PROBLEM TO SOLVE
Return nothing except the lines from the one that contains "test_resistance(&image, target_quality, password)" through the end of the material below, each exactly as given.

RECORDED INFORMATION
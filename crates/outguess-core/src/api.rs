//! Byte-level entry points: JPEG in, JPEG or payload out.

use log::Level;

use crate::capacity::{cover_stats, max_message_bits, prepare_cover, CoverStats};
use crate::embed::{EmbedStats, Embedder, ProgressCallback};
use crate::error::{OutguessError, Result};
use crate::extract::Extractor;
use crate::jpeg;
use crate::options::{
    EmbeddingOptions, ExtractionOptions, Password, MAX_RESISTANCE, MIN_RESISTANCE,
};
use crate::resistance::test_resistance;

#[derive(Debug, Clone, PartialEq)]
pub struct EmbedMetadata {
    pub original_size: usize,
    pub output_size: usize,
    /// `output_size / original_size`.
    pub compression_ratio: f64,
    /// Quality estimated from the cover's quantization tables.
    pub estimated_quality: u8,
}

#[derive(Debug, Clone, PartialEq)]
pub struct EmbedResult {
    pub output_bytes: Vec<u8>,
    pub message_size_bits: usize,
    pub metadata: EmbedMetadata,
    pub stats: EmbedStats,
}

#[derive(Debug, Clone, PartialEq, Eq)]
pub struct ExtractResult {
    pub message: Vec<u8>,
    pub message_size_bits: usize,
    pub verified: bool,
}

impl ExtractResult {
    /// The message as text, if it is valid UTF-8.
    pub fn text(&self) -> Option<&str> {
        std::str::from_utf8(&self.message).ok()
    }
}

fn summary_level(verbose: bool) -> Level {
    if verbose {
        Level::Info
    } else {
        Level::Debug
    }
}

/// Hide `message` in the JPEG `image_bytes`.
///
/// The result is a complete JPEG with the same dimensions and sampling.
/// Covers finer than `options.quality` are requantized before embedding.
pub fn embed(image_bytes: &[u8], message: &[u8], options: &EmbeddingOptions) -> Result<EmbedResult> {
    embed_with_progress(image_bytes, message, options, &mut |_| {})
}

/// [`embed`], reporting progress in percent to `progress`.
///
/// The encoded output is read back before it is returned, and 100 is only
/// reported once it came back intact. A payload that does not is an
/// `Integrity` error.
pub fn embed_with_progress(
    image_bytes: &[u8],
    message: &[u8],
    options: &EmbeddingOptions,
    progress: ProgressCallback<'_>,
) -> Result<EmbedResult> {
    options.validate()?;
    if message.len() > options.max_message_size {
        return Err(OutguessError::Capacity {
            required_bits: message.len() * 8,
            available_bits: options.max_message_size * 8,
        });
    }

    let cover = jpeg::decode(image_bytes)?;
    let estimated_quality = cover.estimated_quality();
    let mut image = prepare_cover(&cover, options.quality)?.into_owned();

    let stats = Embedder::new(options.password.clone(), options.compression_resistance)
        .embed_with_progress(&mut image, message, &mut |percent| {
            if percent < 100 {
                progress(percent);
            }
        })?;
    let output_bytes = jpeg::encode(&image, None)?;
    verify_embedding(&output_bytes, message, options)?;
    progress(100);

    let metadata = EmbedMetadata {
        original_size: image_bytes.len(),
        output_size: output_bytes.len(),
        compression_ratio: output_bytes.len() as f64 / image_bytes.len() as f64,
        estimated_quality,
    };

    log::log!(
        summary_level(options.verbose),
        "embedded {} bytes at resistance {}: {} of {} eligible coefficients used, {} changed, {} corrections, {} -> {} bytes",
        message.len(),
        options.compression_resistance,
        stats.coefficients_used,
        stats.eligible_coefficients,
        stats.changed_coefficients,
        stats.corrections,
        metadata.original_size,
        metadata.output_size
    );

    Ok(EmbedResult {
        output_bytes,
        message_size_bits: message.len() * 8,
        metadata,
        stats,
    })
}

/// Read `output_bytes` back the way `extract` would and compare.
fn verify_embedding(output_bytes: &[u8], message: &[u8], options: &EmbeddingOptions) -> Result<()> {
    let image = jpeg::decode(output_bytes)
        .map_err(|err| OutguessError::integrity(format!("output does not decode: {err}")))?;
    let extracted = Extractor::new(options.password.clone(), options.compression_resistance)
        .extract(&image)
        .map_err(|err| OutguessError::integrity(format!("payload does not read back: {err}")))?;

    if !extracted.verified {
        return Err(OutguessError::integrity("payload checksum does not match"));
    }
    if extracted.payload != message {
        return Err(OutguessError::integrity("payload differs from the message"));
    }
    log::trace!("embedded payload reads back intact");
    Ok(())
}

/// Recover the message hidden in `image_bytes`.
pub fn extract(image_bytes: &[u8], options: &ExtractionOptions) -> Result<ExtractResult> {
    options.validate()?;
    let image = jpeg::decode(image_bytes)?;
    let extracted =
        Extractor::new(options.password.clone(), options.compression_resistance).extract(&image)?;

    log::log!(
        summary_level(options.verbose),
        "extracted {} bytes at resistance {}, verified: {}",
        extracted.payload.len(),
        options.compression_resistance,
        extracted.verified
    );

    Ok(ExtractResult {
        message_size_bits: extracted.payload.len() * 8,
        message: extracted.payload,
        verified: extracted.verified,
    })
}

/// Whether `image_bytes` holds a verified payload embedded without password.
///
/// Password protected payloads are indistinguishable from an untouched
/// image and report `false`.
pub fn has_hidden_data(image_bytes: &[u8]) -> Result<bool> {
    let image = jpeg::decode(image_bytes)?;
    Ok((MIN_RESISTANCE..=MAX_RESISTANCE).any(|resistance| {
        Extractor::new(Password::default(), resistance)
            .extract(&image)
            .map_or(false, |extracted| extracted.verified)
    }))
}

/// Largest message in bytes `embed` accepts for `image_bytes` and `options`.
pub fn max_message_size(image_bytes: &[u8], options: &EmbeddingOptions) -> Result<usize> {
    options.validate()?;
    let image = jpeg::decode(image_bytes)?;
    let capacity = max_message_bits(&image, options.compression_resistance, options.quality)? / 8;

    log::log!(
        summary_level(options.verbose),
        "capacity at resistance {} and quality {}: {} bytes",
        options.compression_resistance,
        options.quality,
        capacity
    );
    Ok(capacity.min(options.max_message_size))
}

/// Carrier statistics of `image_bytes` under `options`, without embedding.
pub fn embedding_stats(image_bytes: &[u8], options: &EmbeddingOptions) -> Result<CoverStats> {
    options.validate()?;
    let image = jpeg::decode(image_bytes)?;
    let stats = cover_stats(&image, options.compression_resistance, options.quality)?;

    log::log!(
        summary_level(options.verbose),
        "{} of {} coefficients eligible at resistance {}",
        stats.eligible_coefficients,
        stats.total_coefficients,
        stats.resistance
    );
    Ok(stats)
}

/// Whether the payload in `image_bytes` survives recompression at
/// `target_quality`.
pub fn test_compression_resistance(
    image_bytes: &[u8],
    target_quality: u8,
    password: &Password,
) -> Result<bool> {
    let image = jpeg::decode(image_bytes)?;
    test_resistance(&image, target_quality, password)
}

pub fn version() -> &'static str {
    env!("CARGO_PKG_VERSION")
}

RESPONSE TO THE TASK
    test_resistance(&image, target_quality, password)
}

pub fn version() -> &'static str {
    env!("CARGO_PKG_VERSION")
}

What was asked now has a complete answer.